**Description of the task:** Below are some entries. Count how many of their lines include "incoming", then give that number only.

**Material provided:**
//! Per-entity metrics.
//!
//! `NodeMetricsCalculator` consumes a graph and returns it with every
//! entity's flows, degrees, transaction counts, centralities and community
//! assignment filled in. Nothing is carried over from a previous pass.

use crate::centrality::{
    BetweennessCentrality, ClosenessCentrality, DegreeCentrality, EigenvectorCentrality,
};
use crate::community::{strategy_for, Partition};
use crate::types::{EntityGraph, EntityMetrics};
use async_trait::async_trait;
use moneytrail_core::{
    analyzer::AnalyzerMetadata,
    config::{AnalysisConfig, CommunityMethod, EigenvectorConfig},
    domain::Domain,
    error::{AnalysisError, Result},
    traits::{Analyzer, BatchAnalyzer},
};

/// Graph with metrics, plus any degradation encountered.
#[derive(Debug)]
pub struct MetricsOutcome {
    /// The graph with populated entity metrics.
    pub graph: EntityGraph,
    /// Set when eigenvector centrality fell back to zeros.
    pub centrality_error: Option<AnalysisError>,
    /// Community partition, when detection is enabled.
    pub partition: Option<Partition>,
}

/// Computes flows, degrees and centrality for every entity.
#[derive(Debug, Clone)]
pub struct NodeMetricsCalculator {
    metadata: AnalyzerMetadata,
    eigenvector: EigenvectorConfig,
    community: CommunityMethod,
}

impl NodeMetricsCalculator {
    /// Create a calculator with default parameters.
    #[must_use]
    pub fn new() -> Self {
        Self {
            metadata: AnalyzerMetadata::new("graph/node-metrics", Domain::GraphAnalytics)
                .with_description("Flows, degrees, centralities and communities per entity"),
            eigenvector: EigenvectorConfig::default(),
            community: CommunityMethod::default(),
        }
    }

    /// Create a calculator from an analysis configuration.
    #[must_use]
    pub fn from_config(config: &AnalysisConfig) -> Self {
        Self::new()
            .with_eigenvector(config.eigenvector.clone())
            .with_community(config.community)
    }

    /// Set eigenvector parameters.
    #[must_use]
    pub fn with_eigenvector(mut self, config: EigenvectorConfig) -> Self {
        self.eigenvector = config;
        self
    }

    /// Set the community method.
    #[must_use]
    pub fn with_community(mut self, method: CommunityMethod) -> Self {
        self.community = method;
        self
    }

    /// Compute all metrics.
    pub fn compute(&self, mut graph: EntityGraph) -> MetricsOutcome {
        let n = graph.num_nodes();
        let mut metrics = vec![EntityMetrics::default(); n];

        for edge in graph.edges() {
            let out = &mut metrics[edge.source];
            out.out_flow += edge.total_value;
            out.out_degree += 1;
            out.out_transactions += edge.transaction_count;

            let inc = &mut metrics[edge.target];
            inc.in_flow += edge.total_value;
            inc.in_degree += 1;
            inc.in_transactions += edge.transaction_count;
        }

        let degree = DegreeCentrality::compute(&graph);
        let betweenness = BetweennessCentrality::compute(&graph);
        let closeness = ClosenessCentrality::compute(&graph);
        let (eigenvector, centrality_error) = EigenvectorCentrality::compute_or_degrade(
            &graph,
            self.eigenvector.max_iterations,
            self.eigenvector.tolerance,
        );

        let partition = strategy_for(self.community).map(|strategy| {
            let partition = strategy.partition(&graph);
            tracing::debug!(
                strategy = strategy.name(),
                communities = partition.num_communities,
                modularity = partition.modularity,
                "Communities detected"
            );
            partition
        });

        for (i, m) in metrics.iter_mut().enumerate() {
            m.total_flow = m.in_flow + m.out_flow;
            m.net_flow = m.in_flow - m.out_flow;
            m.total_degree = m.in_degree + m.out_degree;
            m.total_transactions = m.in_transactions + m.out_transactions;
            m.degree_centrality = degree.scores[i];
            m.betweenness_centrality = betweenness.scores[i];
            m.closeness_centrality = closeness.scores[i];
            m.eigenvector_centrality = eigenvector.scores[i];
        }

        for (entity, m) in graph.entities_mut().iter_mut().zip(metrics) {
            entity.metrics = m;
            entity.metrics.community_id = partition
                .as_ref()
                .and_then(|p| p.community_of(&entity.id));
        }

        tracing::debug!(
            analyzer = %self.metadata.id,
            nodes = n,
            degraded = centrality_error.is_some(),
            "Node metrics computed"
        );

        MetricsOutcome {
            graph,
            centrality_error,
            partition,
        }
    }
}

impl Default for NodeMetricsCalculator {
    fn default() -> Self {
        Self::new()
    }
}

impl Analyzer for NodeMetricsCalculator {
    fn metadata(&self) -> &AnalyzerMetadata {
        &self.metadata
    }

    fn validate(&self) -> Result<()> {
        if self.eigenvector.max_iterations == 0 {
            return Err(AnalysisError::config(
                "eigenvector.max_iterations must be at least 1",
            ));
        }
        Ok(())
    }
}

#[async_trait]
impl BatchAnalyzer<EntityGraph, MetricsOutcome> for NodeMetricsCalculator {
    async fn execute(&self, input: EntityGraph) -> Result<MetricsOutcome> {
        Ok(self.compute(input))
    }
}

#[cfg(test)]
mod tests {
    use super::*;
    use crate::builder::GraphBuilder;
    use moneytrail_core::transaction::TransactionRecord;

    fn tx(i: u64, s: &str, t: &str, amount: f64) -> TransactionRecord {
        TransactionRecord::new(i, s, t, amount)
    }

    fn sample() -> Vec<TransactionRecord> {
        vec![
            tx(0, "A", "B", 100.0),
            tx(1, "A", "B", 50.0),
            tx(2, "B", "C", 120.0),
            tx(3, "C", "A", 30.0),
            tx(4, "D", "A", 5.0),
            tx(5, "A", "A", 1.0),
        ]
    }

    #[test]
    fn test_flows_and_degrees() {
        let graph = GraphBuilder::new().build(&sample()).graph;
        let outcome = NodeMetricsCalculator::new().compute(graph);
        let a = &outcome.graph.entity_by_id("A").unwrap().metrics;

        assert!((a.out_flow - 151.0).abs() < 1e-9);
        assert!((a.in_flow - 36.0).abs() < 1e-9);
        assert!((a.net_flow - (36.0 - 151.0)).abs() < 1e-9);
        // A->B, A->A out; C->A, D->A, A->A in
        assert_eq!(a.out_degree, 2);
        assert_eq!(a.in_degree, 3);
        assert_eq!(a.total_degree, 5);
        assert_eq!(a.out_transactions, 3);
        assert_eq!(a.in_transactions, 3);
        assert_eq!(a.total_transactions, 6);
    }

    #[test]
    fn test_flow_conservation() {
        let graph = GraphBuilder::new().build(&sample()).graph;
        let outcome = NodeMetricsCalculator::new().compute(graph);
        let graph = &outcome.graph;

        for (i, entity) in graph.entities().iter().enumerate() {
            let incoming: f64 = graph.in_edges(i).map(|e| e.total_value).sum();
            let outgoing: f64 = graph.out_edges(i).iter().map(|e| e.total_value).sum();
            assert!((entity.metrics.in_flow - incoming).abs() < 1e-9);
            assert!((entity.metrics.out_flow - outgoing).abs() < 1e-9);
        }
        let total_in: f64 = graph.entities().iter().map(|e| e.metrics.in_flow).sum();
        assert!((total_in - graph.total_value()).abs() < 1e-9);
    }

    #[test]
    fn test_permutation_invariance() {
        let records = sample();
        let mut shuffled = records.clone();
        shuffled.rotate_left(2);
        shuffled.swap(0, 3);

        let calc = NodeMetricsCalculator::new();
        let g1 = calc.compute(GraphBuilder::new().build(&records).graph).graph;
        let g2 = calc.compute(GraphBuilder::new().build(&shuffled).graph).graph;

        for (a, b) in g1.entities().iter().zip(g2.entities()) {
            assert_eq!(a.id, b.id);
            assert_eq!(a.metrics.total_degree, b.metrics.total_degree);
            assert_eq!(a.metrics.community_id, b.metrics.community_id);
            assert!((a.metrics.total_flow - b.metrics.total_flow).abs() < 1e-9);
            assert!((a.metrics.betweenness_centrality - b.metrics.betweenness_centrality).abs() < 1e-12);
            assert!((a.metrics.eigenvector_centrality - b.metrics.eigenvector_centrality).abs() < 1e-9);
        }
    }

    #[test]
    fn test_degraded_eigenvector() {
        let graph = GraphBuilder::new().build(&sample()).graph;
        let outcome = NodeMetricsCalculator::new()
            .with_eigenvector(EigenvectorConfig {
                max_iterations: 1,
                tolerance: 1e-15,
            })
            .compute(graph);

        assert!(matches!(
            outcome.centrality_error,
            Some(AnalysisError::Centrality { .. })
        ));
        assert!(outcome
            .graph
            .entities()
            .iter()
            .all(|e| e.metrics.eigenvector_centrality == 0.0));
    }

    #[test]
    fn test_community_disabled() {
        let graph = GraphBuilder::new().build(&sample()).graph;
        let outcome = NodeMetricsCalculator::new()
            .with_community(CommunityMethod::Disabled)
            .compute(graph);
        assert!(outcome.partition.is_none());
        assert!(outcome
            .graph
            .entities()
            .iter()
            .all(|e| e.metrics.community_id.is_none()));
    }

    #[test]
    fn test_empty_graph() {
        let outcome = NodeMetricsCalculator::new().compute(EntityGraph::empty());
        assert!(outcome.graph.is_empty());
        assert!(outcome.centrality_error.is_none());
    }

    #[tokio::test]
    async fn test_batch_execute() {
        let graph = GraphBuilder::new().build(&sample()).graph;
        let outcome = NodeMetricsCalculator::new().execute(graph).await.unwrap();
        assert!(outcome.partition.is_some());
    }
}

**Solved exercise:** 2